Install Continue from the VS Code marketplace
Open Continue settings
Add Ollama as a provider:

{
  "models": [
    {
      "title": "DeepSeek-R1 Local",
      "provider": "ollama",
      "model": "deepseek-r1:14b"
    }
  ]
}

Now you have a free, private Copilot alternative. For more on AI coding tools, check our Cursor vs Copilot comparison.

Terminal Integration

Add an alias to your shell configuration:

# Add to ~/.zshrc or ~/.bashrc
alias ask='ollama run deepseek-r1:14b'

Now you can quickly query the model:

ask "How do I reverse a linked list in Python?"
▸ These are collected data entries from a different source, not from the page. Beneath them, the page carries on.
//! The share-card compositor.
//!
//! Renders a wish into a fixed 750x1100 PNG: festive background, title
//! block, content card with the wrapped wish text, and a QR block linking
//! back to the wish wall.

use crate::error::CardResult;
use crate::layout;
use crate::qr;
use crate::wish::Wish;
use wishcard_canvas2d::{
    Canvas, CanvasGradient, EllipseParams, FontSpec, ImageDataRef, RectParams, RoundRectParams,
    TextAlign,
};

/// Card width in pixels.
pub const CARD_WIDTH: u32 = 750;
/// Card height in pixels.
pub const CARD_HEIGHT: u32 = 1100;

/// Maximum line width for the wish text.
const CONTENT_MAX_WIDTH: f32 = 610.0;
/// Wish text size in pixels.
const CONTENT_FONT_PX: f32 = 34.0;
/// Vertical advance between wish text lines.
const CONTENT_LINE_HEIGHT: f32 = 52.0;
/// Maximum number of wish text lines before truncation.
const CONTENT_MAX_LINES: usize = 4;

/// Rendered size of the QR symbol.
const QR_SIZE: f32 = 140.0;
/// Top of the QR block.
const QR_BLOCK_Y: f32 = 750.0;
/// Left edge of the QR symbol.
const QR_X: f32 = 305.0;
/// Top edge of the QR symbol.
const QR_DRAW_Y: f32 = 795.0;
/// White backing plate padding around the QR symbol.
const QR_PAD: f32 = 12.0;

/// A finished share card, held as encoded PNG bytes.
#[derive(Debug, Clone)]
pub struct CardImage {
    png: Vec<u8>,
}

impl CardImage {
    /// The encoded PNG.
    pub fn png_bytes(&self) -> &[u8] {
        &self.png
    }

    /// Consume the card, returning the encoded PNG.
    pub fn into_png(self) -> Vec<u8> {
        self.png
    }
}

/// Renders share cards.
///
/// Each [`generate`](Self::generate) call builds a fresh canvas, so renders
/// never observe each other's state.
#[derive(Debug, Clone, Default)]
pub struct CardRenderer {
    fonts: Option<fontdb::Database>,
}

impl CardRenderer {
    /// A renderer backed by the system font database.
    pub fn new() -> Self {
        Self::default()
    }

    /// A renderer using the provided fonts instead of the system's.
    pub fn with_fonts(font_db: fontdb::Database) -> Self {
        Self {
            fonts: Some(font_db),
        }
    }

    /// Render the wish into a share card.
    ///
    /// Rasterization is CPU-bound, so it runs on a blocking worker thread.
    pub async fn generate(&self, wish: &Wish, redirect_url: &str) -> CardResult<CardImage> {
        let wish = wish.clone();
        let redirect_url = redirect_url.to_string();
        let fonts = self.fonts.clone();

        let png = tokio::task::spawn_blocking(move || render_card(&wish, &redirect_url, fonts))
            .await??;

        Ok(CardImage { png })
    }
}

fn render_card(
    wish: &Wish,
    redirect_url: &str,
    fonts: Option<fontdb::Database>,
) -> CardResult<Vec<u8>> {
    log::debug!("Rendering card for wish by {}", wish.display_author());

    let mut canvas = match fonts {
        Some(db) => Canvas::with_fonts(CARD_WIDTH, CARD_HEIGHT, db)?,
        None => Canvas::new(CARD_WIDTH, CARD_HEIGHT)?,
    };

    draw_background(&mut canvas)?;
    draw_title(&mut canvas)?;
    draw_lantern(&mut canvas, 70.0, 160.0)?;
    draw_lantern(&mut canvas, CARD_WIDTH as f32 - 70.0, 160.0)?;
    draw_content_card(&mut canvas, wish)?;
    draw_qr_block(&mut canvas, redirect_url)?;

    Ok(canvas.to_png()?)
}

fn draw_background(canvas: &mut Canvas) -> CardResult<()> {
    let mut bg = CanvasGradient::new_linear(0.0, 0.0, 0.0, CARD_HEIGHT as f32);
    bg.add_color_stop(0.0, "#FFF8F0")?;
    bg.add_color_stop(0.5, "#FDFBF7")?;
    bg.add_color_stop(1.0, "#FFE8E8")?;
    canvas.set_fill_style_gradient(bg);
    canvas.fill_rect(&RectParams {
        x: 0.0,
        y: 0.0,
        width: CARD_WIDTH as f32,
        height: CARD_HEIGHT as f32,
    });

    // Accent bars along the top and bottom edges
    let mut bar = CanvasGradient::new_linear(0.0, 0.0, CARD_WIDTH as f32, 0.0);
    bar.add_color_stop(0.0, "#D32F2F")?;
    bar.add_color_stop(0.5, "#FFD700")?;
    bar.add_color_stop(1.0, "#D32F2F")?;
    canvas.set_fill_style_gradient(bar.clone());
    canvas.fill_rect(&RectParams {
        x: 0.0,
        y: 0.0,
        width: CARD_WIDTH as f32,
        height: 16.0,
    });
    canvas.set_fill_style_gradient(bar);
    canvas.fill_rect(&RectParams {
        x: 0.0,
        y: CARD_HEIGHT as f32 - 16.0,
        width: CARD_WIDTH as f32,
        height: 16.0,
    });

    Ok(())
}

fn draw_title(canvas: &mut Canvas) -> CardResult<()> {
    let center = CARD_WIDTH as f32 / 2.0;
    canvas.set_text_align(TextAlign::Center);

    canvas.set_fill_style("#C62828")?;
    canvas.set_font(FontSpec::serif_bold(52.0));
    canvas.fill_text("新年许愿池", center, 85.0);

    canvas.set_fill_style("#B8860B")?;
    canvas.set_font(FontSpec::serif(20.0));
    canvas.fill_text("2025 NEW YEAR WISH", center, 115.0);

    canvas.set_stroke_style("#FFD700")?;
    canvas.set_line_width(2.0);
    canvas.stroke_line(center - 80.0, 128.0, center + 80.0, 128.0);

    Ok(())
}

/// A small hanging lantern, drawn as a radial-gradient ellipse with gold rims.
fn draw_lantern(canvas: &mut Canvas, x: f32, y: f32) -> CardResult<()> {
    canvas.set_stroke_style("#8B0000")?;
    canvas.set_line_width(2.0);
    canvas.stroke_line(x, y - 20.0, x, y);

    let mut body = CanvasGradient::new_radial(x, y + 30.0, 40.0);
    body.add_color_stop(0.0, "#FF6B6B")?;
    body.add_color_stop(1.0, "#C62828")?;
    canvas.set_fill_style_gradient(body);
    canvas.fill_ellipse(&EllipseParams {
        cx: x,
        cy: y + 30.0,
        rx: 30.0,
        ry: 40.0,
    });

    canvas.set_fill_style("#FFD700")?;
    for rim_y in [y + 10.0, y + 50.0] {
        canvas.fill_ellipse(&EllipseParams {
            cx: x,
            cy: rim_y,
            rx: 20.0,
            ry: 5.0,
        });
    }

    canvas.set_stroke_style("#FFD700")?;
    canvas.set_line_width(3.0);
    canvas.stroke_line(x, y + 70.0, x, y + 85.0);

    Ok(())
}

fn draw_content_card(canvas: &mut Canvas, wish: &Wish) -> CardResult<()> {
    let card_x = 50.0;
    let card_y = 220.0;
    let card_w = CARD_WIDTH as f32 - 100.0;
    let card_h = 400.0;
    let center = CARD_WIDTH as f32 / 2.0;

    // Soft drop shadow, drawn as an offset translucent plate under the card
    canvas.set_fill_style("rgba(211, 47, 47, 0.15)")?;
    canvas.fill_round_rect(&RoundRectParams {
        x: card_x + 4.0,
        y: card_y + 8.0,
        width: card_w,
        height: card_h,
        radius: 24.0,
    });

    canvas.set_fill_style("#FFFFFF")?;
    canvas.fill_round_rect(&RoundRectParams {
        x: card_x,
        y: card_y,
        width: card_w,
        height: card_h,
        radius: 24.0,
    });

    let mut border = CanvasGradient::new_linear(card_x, card_y, card_x + card_w, card_y + card_h);
    border.add_color_stop(0.0, "#D32F2F")?;
    border.add_color_stop(0.5, "#FFD700")?;
    border.add_color_stop(1.0, "#D32F2F")?;
    canvas.set_stroke_style_gradient(border);
    canvas.set_line_width(3.0);
    canvas.stroke_round_rect(&RoundRectParams {
        x: card_x,
        y: card_y,
        width: card_w,
        height: card_h,
        radius: 24.0,
    });

    canvas.set_text_align(TextAlign::Center);
    canvas.set_font(FontSpec::serif(42.0));
    canvas.set_fill_style("#C62828")?;
    canvas.fill_text("🏮", center, card_y + 55.0);

    // Wrap the wish text against real measured widths
    canvas.set_font(FontSpec::serif(CONTENT_FONT_PX));
    let laid_out = {
        let mut measure = |s: &str| canvas.measure_text(s).width;
        layout::layout(
            &wish.content,
            &mut measure,
            CONTENT_MAX_WIDTH,
            CONTENT_MAX_LINES,
        )
    };

    canvas.set_fill_style("#4A2C2A")?;
    let mut text_y = card_y + 115.0;
    for line in &laid_out.lines {
        canvas.fill_text(line, center, text_y);
        text_y += CONTENT_LINE_HEIGHT;
    }

    canvas.set_stroke_style("#FFD700")?;
    canvas.set_line_width(1.0);
    canvas.stroke_line(120.0, card_y + 350.0, CARD_WIDTH as f32 - 120.0, card_y + 350.0);

    canvas.set_font(FontSpec::serif(20.0));
    canvas.set_fill_style("#B8860B")?;
    canvas.fill_text(
        &format!("— {} —", wish.display_author()),
        center,
        card_y + 378.0,
    );

    Ok(())
}

fn draw_qr_block(canvas: &mut Canvas, redirect_url: &str) -> CardResult<()> {
    let center = CARD_WIDTH as f32 / 2.0;

    canvas.set_text_align(TextAlign::Center);
    canvas.set_font(FontSpec::serif_bold(26.0));
    canvas.set_fill_style("#C62828")?;
    canvas.fill_text("扫码许愿 · 分享祝福", center, QR_BLOCK_Y);

    match qr::encode(redirect_url, QR_SIZE as u32) {
        Ok(image) => {
            // Shadow plate, then the white backing, then the symbol itself
            canvas.set_fill_style("rgba(211, 47, 47, 0.15)")?;
            canvas.fill_round_rect(&RoundRectParams {
                x: QR_X - QR_PAD + 3.0,
                y: QR_DRAW_Y - QR_PAD + 5.0,
                width: QR_SIZE + QR_PAD * 2.0,
                height: QR_SIZE + QR_PAD * 2.0,
                radius: 16.0,
            });
            canvas.set_fill_style("#FFFFFF")?;
            canvas.fill_round_rect(&RoundRectParams {
                x: QR_X - QR_PAD,
                y: QR_DRAW_Y - QR_PAD,
                width: QR_SIZE + QR_PAD * 2.0,
                height: QR_SIZE + QR_PAD * 2.0,
                radius: 16.0,
            });

            canvas.draw_image(
                &ImageDataRef {
                    data: &image.data,
                    width: image.width,
                    height: image.height,
                },
                QR_X,
                QR_DRAW_Y,
                QR_SIZE,
                QR_SIZE,
            );

            canvas.set_font(FontSpec::serif_bold(16.0));
            canvas.set_fill_style("#B8860B")?;
            canvas.fill_text("✨ 新年许愿池 ✨", center, QR_DRAW_Y + 165.0);

            canvas.set_font(FontSpec::serif_bold(30.0));
            canvas.set_fill_style("#C62828")?;
            canvas.fill_text("愿你的愿望成真", center, QR_DRAW_Y + 220.0);

            canvas.set_font(FontSpec::serif(22.0));
            canvas.fill_text("🧧", 80.0, QR_DRAW_Y + 30.0);
            canvas.fill_text("🎆", CARD_WIDTH as f32 - 80.0, QR_DRAW_Y + 30.0);
        }
        Err(err) => {
            log::warn!("QR encoding failed: {err}; rendering textual fallback");
            draw_fallback_block(canvas)?;
        }
    }

    Ok(())
}

/// Replaces the QR block with a text-only closing when encoding fails.
fn draw_fallback_block(canvas: &mut Canvas) -> CardResult<()> {
    let center = CARD_WIDTH as f32 / 2.0;

    canvas.set_text_align(TextAlign::Center);
    canvas.set_font(FontSpec::serif_bold(32.0));
    canvas.set_fill_style("#C62828")?;
    canvas.fill_text("愿你的愿望成真", center, QR_BLOCK_Y + 50.0);

    canvas.set_font(FontSpec::serif(20.0));
    canvas.set_fill_style("#B8860B")?;
    canvas.fill_text("✨ 新年好运连连 ✨", center, QR_BLOCK_Y + 85.0);

    canvas.set_font(FontSpec::serif(24.0));
    canvas.set_fill_style("#C62828")?;
    canvas.fill_text("🧧", 100.0, 1040.0);
    canvas.fill_text("🎆", CARD_WIDTH as f32 - 100.0, 1040.0);

    Ok(())
}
Performance Optimization Tips

1. Use GPU Offloading

Ensure Ollama is using your GPU:

# Check GPU usage
ollama ps

# Force GPU layers
OLLAMA_NUM_GPU=99 ollama run deepseek-r1:14b

2. Adjust Context Length

Longer context uses more memory. If you’re running out of RAM:

ollama run deepseek-r1:14b --num-ctx 2048

3. Monitor Resource Usage

On Mac:

# Watch memory usage
watch -n 1 'memory_pressure'

On Linux:

# Watch GPU usage
watch -n 1 nvidia-smi

4. Use Quantized Models

If performance is slow, try a more aggressive quantization:

ollama pull deepseek-r1:7b-q4_0

Troubleshooting Common Issues

”Out of Memory” Errors

Solution: Use a smaller model or reduce context length.

# Try the 7B version instead of 14B
ollama run deepseek-r1:7b --num-ctx 2048

Slow Generation Speed

Causes:

Model too large for available RAM
GPU not being utilized
Running on CPU only

Solutions:

Check GPU is detected: ollama ps
Use a smaller quantization
Close other memory-intensive applications

Model Not Found

Solution: Pull the model first:

ollama pull deepseek-r1:7b

Garbled or Repetitive Output

Solution: Adjust temperature and repetition penalty:

ollama run deepseek-r1:14b --temperature 0.7 --repeat-penalty 1.1

DeepSeek-R1 vs Other Local Models

How does DeepSeek-R1 compare to alternatives?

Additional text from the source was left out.